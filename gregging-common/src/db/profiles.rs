//! Profile queries (1:1 with users)

use chrono::Utc;
use sqlx::{Executor, Sqlite, SqlitePool};

use super::models::{NewProfile, Profile, ProfileUpdate, DEFAULT_THEME};
use crate::Result;

const PROFILE_COLUMNS: &str = "id, user_id, display_name, bio, avatar_url, github_username, \
     linkedin_profile, portfolio_url, theme, updated_at";

pub async fn get_profile(db: &SqlitePool, user_id: i64) -> Result<Option<Profile>> {
    let profile = sqlx::query_as::<_, Profile>(&format!(
        "SELECT {PROFILE_COLUMNS} FROM profiles WHERE user_id = ?"
    ))
    .bind(user_id)
    .fetch_optional(db)
    .await?;

    Ok(profile)
}

pub async fn create_profile<'e, E>(db: E, profile: &NewProfile) -> Result<Profile>
where
    E: Executor<'e, Database = Sqlite>,
{
    let created = sqlx::query_as::<_, Profile>(&format!(
        r#"
        INSERT INTO profiles (user_id, display_name, bio, github_username, theme, updated_at)
        VALUES (?, ?, ?, ?, ?, ?)
        RETURNING {PROFILE_COLUMNS}
        "#
    ))
    .bind(profile.user_id)
    .bind(&profile.display_name)
    .bind(&profile.bio)
    .bind(&profile.github_username)
    .bind(DEFAULT_THEME)
    .bind(Utc::now())
    .fetch_one(db)
    .await?;

    Ok(created)
}

/// Apply a partial update, creating the profile first if the user has none
///
/// Callers validate the patch with [`ProfileUpdate::validate`] beforehand.
pub async fn update_profile(
    db: &SqlitePool,
    user_id: i64,
    patch: ProfileUpdate,
) -> Result<Profile> {
    let mut profile = match get_profile(db, user_id).await? {
        Some(profile) => profile,
        None => {
            create_profile(
                db,
                &NewProfile {
                    user_id,
                    ..Default::default()
                },
            )
            .await?
        }
    };

    patch.apply_to(&mut profile);

    let updated = sqlx::query_as::<_, Profile>(&format!(
        r#"
        UPDATE profiles
        SET display_name = ?, bio = ?, avatar_url = ?, github_username = ?,
            linkedin_profile = ?, portfolio_url = ?, theme = ?, updated_at = ?
        WHERE user_id = ?
        RETURNING {PROFILE_COLUMNS}
        "#
    ))
    .bind(&profile.display_name)
    .bind(&profile.bio)
    .bind(&profile.avatar_url)
    .bind(&profile.github_username)
    .bind(&profile.linkedin_profile)
    .bind(&profile.portfolio_url)
    .bind(&profile.theme)
    .bind(Utc::now())
    .bind(user_id)
    .fetch_one(db)
    .await?;

    Ok(updated)
}
//! API helpers shared with the HTTP layer
//!
//! # Design Principle
//!
//! This module contains ONLY pure functions: credential hashing, token
//! generation and registration input checks. The server crate wraps these
//! with axum handlers and middleware.

pub mod auth;

pub use auth::{
    generate_session_token, hash_password, validate_email, validate_password, validate_username,
    verify_password, SESSION_TOKEN_LEN,
};
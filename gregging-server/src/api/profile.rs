//! Profile endpoints for the logged-in user

use axum::{extract::State, Json};
use gregging_common::db::{profiles, Profile, ProfileUpdate};
use tracing::info;

use super::auth::AuthUser;
use super::json::ApiJson;
use crate::error::{ApiError, ApiResult};
use crate::AppState;

/// GET /api/profile
pub async fn get_profile(
    State(state): State<AppState>,
    AuthUser(user): AuthUser,
) -> ApiResult<Json<Profile>> {
    profiles::get_profile(&state.db, user.id)
        .await?
        .map(Json)
        .ok_or_else(|| ApiError::NotFound("Profile not found".to_string()))
}

/// PATCH /api/profile
///
/// Absent fields are left alone; empty strings clear optional fields.
pub async fn update_profile(
    State(state): State<AppState>,
    AuthUser(user): AuthUser,
    ApiJson(patch): ApiJson<ProfileUpdate>,
) -> ApiResult<Json<Profile>> {
    patch.validate()?;

    let profile = profiles::update_profile(&state.db, user.id, patch).await?;
    info!(user_id = user.id, "Profile updated");

    Ok(Json(profile))
}
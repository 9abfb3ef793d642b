//! Discussion and comment queries

use chrono::Utc;
use sqlx::SqlitePool;

use super::models::{Comment, Discussion, DiscussionWithComments, NewComment, NewDiscussion};
use crate::Result;

const DISCUSSION_COLUMNS: &str = "id, user_id, title, content, created_at, updated_at";
const COMMENT_COLUMNS: &str = "id, discussion_id, user_id, content, created_at";

/// All discussions, oldest first
pub async fn get_discussions(db: &SqlitePool) -> Result<Vec<Discussion>> {
    let discussions = sqlx::query_as::<_, Discussion>(&format!(
        "SELECT {DISCUSSION_COLUMNS} FROM discussions ORDER BY created_at, id"
    ))
    .fetch_all(db)
    .await?;

    Ok(discussions)
}

pub async fn get_discussion(db: &SqlitePool, id: i64) -> Result<Option<Discussion>> {
    let discussion = sqlx::query_as::<_, Discussion>(&format!(
        "SELECT {DISCUSSION_COLUMNS} FROM discussions WHERE id = ?"
    ))
    .bind(id)
    .fetch_optional(db)
    .await?;

    Ok(discussion)
}

/// A discussion with its comments in posting order
pub async fn get_discussion_by_id(
    db: &SqlitePool,
    id: i64,
) -> Result<Option<DiscussionWithComments>> {
    let Some(discussion) = get_discussion(db, id).await? else {
        return Ok(None);
    };

    let comments = get_comments(db, id).await?;

    Ok(Some(DiscussionWithComments {
        discussion,
        comments,
    }))
}

pub async fn create_discussion(db: &SqlitePool, discussion: &NewDiscussion) -> Result<Discussion> {
    let now = Utc::now();

    let created = sqlx::query_as::<_, Discussion>(&format!(
        r#"
        INSERT INTO discussions (user_id, title, content, created_at, updated_at)
        VALUES (?, ?, ?, ?, ?)
        RETURNING {DISCUSSION_COLUMNS}
        "#
    ))
    .bind(discussion.user_id)
    .bind(&discussion.title)
    .bind(&discussion.content)
    .bind(now)
    .bind(now)
    .fetch_one(db)
    .await?;

    Ok(created)
}

pub async fn get_comments(db: &SqlitePool, discussion_id: i64) -> Result<Vec<Comment>> {
    let comments = sqlx::query_as::<_, Comment>(&format!(
        "SELECT {COMMENT_COLUMNS} FROM comments WHERE discussion_id = ? ORDER BY created_at, id"
    ))
    .bind(discussion_id)
    .fetch_all(db)
    .await?;

    Ok(comments)
}

pub async fn create_comment(db: &SqlitePool, comment: &NewComment) -> Result<Comment> {
    let created = sqlx::query_as::<_, Comment>(&format!(
        r#"
        INSERT INTO comments (discussion_id, user_id, content, created_at)
        VALUES (?, ?, ?, ?)
        RETURNING {COMMENT_COLUMNS}
        "#
    ))
    .bind(comment.discussion_id)
    .bind(comment.user_id)
    .bind(&comment.content)
    .bind(Utc::now())
    .fetch_one(db)
    .await?;

    Ok(created)
}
* * * * *
Lines after the one containing "pub async fn get_profile(db: &SqlitePool, user_id: i64)" are not part of the task. Output the entries exactly from their first line through that one.

filename gregging-common/src/db/profiles.rs
//! Profile queries (1:1 with users)

use chrono::Utc;
use sqlx::{Executor, Sqlite, SqlitePool};

use super::models::{NewProfile, Profile, ProfileUpdate, DEFAULT_THEME};
use crate::Result;

const PROFILE_COLUMNS: &str = "id, user_id, display_name, bio, avatar_url, github_username, \
     linkedin_profile, portfolio_url, theme, updated_at";

pub async fn get_profile(db: &SqlitePool, user_id: i64) -> Result<Option<Profile>> {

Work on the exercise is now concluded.